Smart Rebound – Steigerung der Energie- und Ressourceneffizienz durch Rebound-Prävention bei Smart Cities

Eine Studie im Auftrag des Bundesministeriums für Verkehr, Innovation und Technologie; Laufzeit: Nov 2014 – Sep 2015

Projektleitung: Univ.-Doz. Dr. Dietmar Kanatschnig (ÖIN)

Projektbearbeitung: Sylvia Mandl, MSc, Dr. Dietmar Kanatschnig (ÖIN)

Die Studie befasst sich mit der Frage, wie die Erreichung der Zielsetzungen von Smart Cities möglichst effektiv gestaltet werden kann.
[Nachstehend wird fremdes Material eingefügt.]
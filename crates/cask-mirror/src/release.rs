use cask_fetch::artifact;
use cask_platform::{Architecture, Platform};
use cask_verify::{ManifestBuilder, SecretKey};
use cask_version::Version;

use crate::error::Result;
use crate::mirror::Mirror;

struct ReleaseBinary {
    platform: Platform,
    architecture: Architecture,
    contents: Vec<u8>,
    extra_files: Vec<(String, Vec<u8>)>,
}

/// Accumulates binaries and artifacts for one release, then publishes the
/// whole set to an origin mirror.
///
/// `build` consumes the builder; a release is assembled exactly once.
pub struct ReleaseBuilder {
    key: SecretKey,
    binaries: Vec<ReleaseBinary>,
    artifacts: Vec<(String, Vec<u8>)>,
}

impl ReleaseBuilder {
    pub fn new(key: SecretKey) -> Self {
        Self {
            key,
            binaries: Vec::new(),
            artifacts: Vec::new(),
        }
    }

    /// Queues a binary to be packaged as the platform archive for
    /// `platform`/`architecture`. Extra files (license, changelog) ride
    /// along in the same archive.
    pub fn package_binary(
        &mut self,
        platform: Platform,
        architecture: Architecture,
        contents: Vec<u8>,
        extra_files: Vec<(String, Vec<u8>)>,
    ) -> Result<()> {
        let platform = platform.resolve_auto()?;
        let architecture = architecture.resolve_auto()?;
        self.binaries.push(ReleaseBinary {
            platform,
            architecture,
            contents,
            extra_files,
        });
        Ok(())
    }

    /// Adds a raw artifact to the release under its own name. It is
    /// covered by the checksum manifest like any packaged archive.
    pub fn add_artifact(&mut self, name: impl Into<String>, data: Vec<u8>) {
        self.artifacts.push((name.into(), data));
    }

    /// Packages every queued binary, writes the checksum manifest, signs
    /// it, and publishes the version with all artifacts to the mirror.
    pub async fn build(mut self, version: &Version, mirror: &Mirror) -> Result<()> {
        for binary in &self.binaries {
            let name = artifact::archive_name(version, binary.platform, binary.architecture);
            let extra: Vec<(&str, &[u8])> = binary
                .extra_files
                .iter()
                .map(|(name, data)| (name.as_str(), data.as_slice()))
                .collect();
            let archive = cask_archive::package_binary(
                &artifact::binary_name(binary.platform),
                &binary.contents,
                &extra,
            )?;
            self.artifacts.push((name, archive));
        }

        let mut manifest = ManifestBuilder::new();
        for (name, data) in &self.artifacts {
            manifest.add(name, data);
        }
        let manifest = manifest.finish();
        let signature = self.key.sign(&manifest);
        self.artifacts
            .push((artifact::manifest_name(version), manifest));
        self.artifacts
            .push((artifact::signature_name(version), signature));

        mirror.create_version(version).await?;
        for (name, data) in &self.artifacts {
            mirror.create_version_asset(version, name, data).await?;
        }
        Ok(())
    }
}
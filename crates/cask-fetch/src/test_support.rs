//! Shared fixtures for unit tests: an in-memory HTTP client and a fully
//! signed release tree behind it.

use std::collections::HashMap;
use std::sync::{Arc, Mutex};

use async_trait::async_trait;
use cask_verify::{ManifestBuilder, SecretKey};
use cask_version::VersionWithArtifacts;

use crate::artifact;
use crate::client::HttpClient;
use crate::downloader::ApiResponse;
use crate::error::{DownloadError, Result};

type UrlMap = Arc<Mutex<HashMap<String, Vec<u8>>>>;

/// Serves bytes from a shared URL map; unknown URLs get a 404.
#[derive(Clone)]
pub(crate) struct FakeClient {
    urls: UrlMap,
}

#[async_trait]
impl HttpClient for FakeClient {
    async fn get(&self, url: &str, _authorization: Option<&str>) -> Result<Vec<u8>> {
        let urls = self.urls.lock().unwrap();
        match urls.get(url) {
            Some(body) => Ok(body.clone()),
            None => Err(DownloadError::Status {
                url: url.to_string(),
                status: 404,
            }),
        }
    }
}

/// A signed release tree for the given versions, each publishing a single
/// linux/amd64 archive, reachable at `https://api.test/api.json` and
/// `https://mirror.test/v{version}/{artifact}`.
pub(crate) struct ReleaseFixture {
    urls: UrlMap,
    secret: SecretKey,
}

impl ReleaseFixture {
    pub(crate) fn with_versions(versions: &[&str]) -> Self {
        let secret = SecretKey::from_bytes([42u8; 32]);
        let mut urls = HashMap::new();
        let mut listing = Vec::new();

        for raw in versions {
            let version: cask_version::Version = raw.parse().unwrap();
            let archive_name = artifact::archive_name(
                &version,
                cask_platform::Platform::Linux,
                cask_platform::Architecture::Amd64,
            );
            let archive =
                cask_archive::package_binary("cask", &Self::binary_bytes(raw), &[]).unwrap();

            let mut manifest = ManifestBuilder::new();
            manifest.add(&archive_name, &archive);
            let manifest = manifest.finish();
            let signature = secret.sign(&manifest);

            let manifest_name = artifact::manifest_name(&version);
            let signature_name = artifact::signature_name(&version);
            for (name, body) in [
                (archive_name.clone(), archive),
                (manifest_name.clone(), manifest),
                (signature_name.clone(), signature),
            ] {
                urls.insert(format!("https://mirror.test/v{raw}/{name}"), body);
            }

            listing.push(VersionWithArtifacts {
                id: version,
                files: vec![archive_name, manifest_name, signature_name],
            });
        }

        let api = serde_json::to_vec(&ApiResponse { versions: listing }).unwrap();
        urls.insert("https://api.test/api.json".to_string(), api);

        Self {
            urls: Arc::new(Mutex::new(urls)),
            secret,
        }
    }

    pub(crate) fn client(&self) -> FakeClient {
        FakeClient {
            urls: Arc::clone(&self.urls),
        }
    }

    pub(crate) fn public_key_armored(&self) -> String {
        self.secret.public_key().to_armored()
    }

    pub(crate) fn binary_for(&self, version: &str) -> Vec<u8> {
        Self::binary_bytes(version)
    }

    /// Replaces the archive bytes without touching the manifest, so the
    /// checksum no longer matches.
    pub(crate) fn corrupt_archive(&mut self, version: &str) {
        let parsed: cask_version::Version = version.parse().unwrap();
        let name = artifact::archive_name(
            &parsed,
            cask_platform::Platform::Linux,
            cask_platform::Architecture::Amd64,
        );
        self.urls
            .lock()
            .unwrap()
            .insert(format!("https://mirror.test/v{version}/{name}"), b"not the archive".to_vec());
    }

    /// Re-signs the manifest with a key the downloader does not trust.
    pub(crate) fn resign_with_untrusted_key(&mut self, version: &str) {
        let parsed: cask_version::Version = version.parse().unwrap();
        let manifest_url = format!(
            "https://mirror.test/v{version}/{}",
            artifact::manifest_name(&parsed)
        );
        let signature_url = format!(
            "https://mirror.test/v{version}/{}",
            artifact::signature_name(&parsed)
        );

        let mut urls = self.urls.lock().unwrap();
        let manifest = urls.get(&manifest_url).unwrap().clone();
        let rogue = SecretKey::from_bytes([99u8; 32]);
        urls.insert(signature_url, rogue.sign(&manifest));
    }

    fn binary_bytes(version: &str) -> Vec<u8> {
        format!("binary for {version}").into_bytes()
    }
}
use cask_archive::ArchiveError;
use cask_platform::{Architecture, Platform, PlatformError};
use cask_verify::VerifyError;
use cask_version::{Version, VersionError};
use thiserror::Error;

use crate::storage::CacheError;

pub type Result<T> = std::result::Result<T, DownloadError>;

#[derive(Debug, Error)]
pub enum DownloadError {
    #[error("invalid configuration: {0}")]
    InvalidConfiguration(String),

    #[error("invalid options: {0}")]
    InvalidOptions(String),

    #[error(transparent)]
    Platform(#[from] PlatformError),

    #[error(transparent)]
    Version(#[from] VersionError),

    #[error("no such version: {0}")]
    NoSuchVersion(Version),

    #[error("no such artifact: {0}")]
    NoSuchArtifact(String),

    #[error("no versions available from the listing endpoint")]
    EmptyListing,

    #[error("no published artifact for {platform}/{architecture} in version {version}")]
    UnsupportedPlatformOrArchitecture {
        platform: Platform,
        architecture: Architecture,
        version: Version,
    },

    #[error("request to {url} failed")]
    Request {
        url: String,
        #[source]
        source: reqwest::Error,
    },

    #[error("unexpected status code {status} from {url}")]
    Status { url: String, status: u16 },

    #[error("failed to decode listing response: {0}")]
    Decode(#[from] serde_json::Error),

    #[error(transparent)]
    Verify(#[from] VerifyError),

    #[error(transparent)]
    Archive(#[from] ArchiveError),

    #[error(transparent)]
    Cache(#[from] CacheError),

    #[error("nightly builds are not available from this source")]
    NightlyUnsupported,

    #[error("operation cancelled")]
    Cancelled,
}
Während im Rahmen der bisherigen Smart Cities-Aktivitäten ein weitreichendes Angebot an technischen Lösungen zur Erhöhung der Energie- und Ressourceneffizienz in Städten entwickelt wurde, geht es jetzt vor allem darum eine entsprechende Nachfrage nach diesen technologischen Lösungen bei StadtbewohnerInnen zu wecken. Je größer die Kluft zwischen (technologischem) Angebot und (gesellschaftlicher) Nachfrage ist, umso stärker dämpfen die zu erwartenden Rebound-Effekte die Effektivität der auf erhöhte Ressourcen- und Energieeffizienz ausgerichteten Technologiepolitik. Dem kann durch eine Verbindung von Technik und Umsetzung in einer sozial verträglichen Form, die zu höherer Lebensqualität führt und auch die neuen Lebensformen der jüngeren StadtbewohnerInnen berücksichtigt, entgegengewirkt werden.

Die Studie erarbeitet die Grundlagen zur stärkeren Verbindung von technologischer und gesellschaftlicher Entwicklung und bereitet diese so auf, dass sie in das Smart Cities-Konzept integriert werden können. Das primäre Ziel ist die präventive Verringerung der Rebound-Effekte, wobei neben den ökologischen und ökonomischen Aspekten auch soziale Aspekte wie Leistbarkeit (Stichwort: Energiearmut) und globale Ressourcenfairness (Stichwort: nachwachsende Rohstoffe) berücksichtigt werden.

Im ersten Teil der Studie wird der Energie- und Ressourcenverbrauch entlang der Daseinsgrundbedürfnisse Wohnen, Arbeit, Mobilität, Ernährung, Konsum, Freizeit und Bildung dargestellt. Es wird aufgezeigt, wo die zentralen Ansatzpunkte für eine Erhöhung der Energie- und Ressourceneffizienz der städtischen Lebensweisen liegen und wie bzw. unter welchen Voraussetzungen technologische Lösungen zu einer nachhaltigen Ausrichtung dieser Lebensweisen beitragen können (im Sinne eines präventiven Rebound-Managements). Im zweiten Teil werden Handlungsempfehlungen für eine gezielte Vernetzung (gegenseitige Unterstützung) von technologischer und gesellschaftlicher Entwicklung ausgearbeitet, die auch als Grundlage für eine ex-ante-Evaluierung der Zielerreichung von Smart Cities-Aktivitäten genutzt werden können.

Kanatschnig, Dietmar; Mandl, Sylvia (2015): Smart Rebound. Steigerung der Energie- und Ressourceneffizienz durch Rebound-Prävention bei Smart Cities. Endbericht. Wien: Österreichisches Institut für Nachhaltige Entwicklung.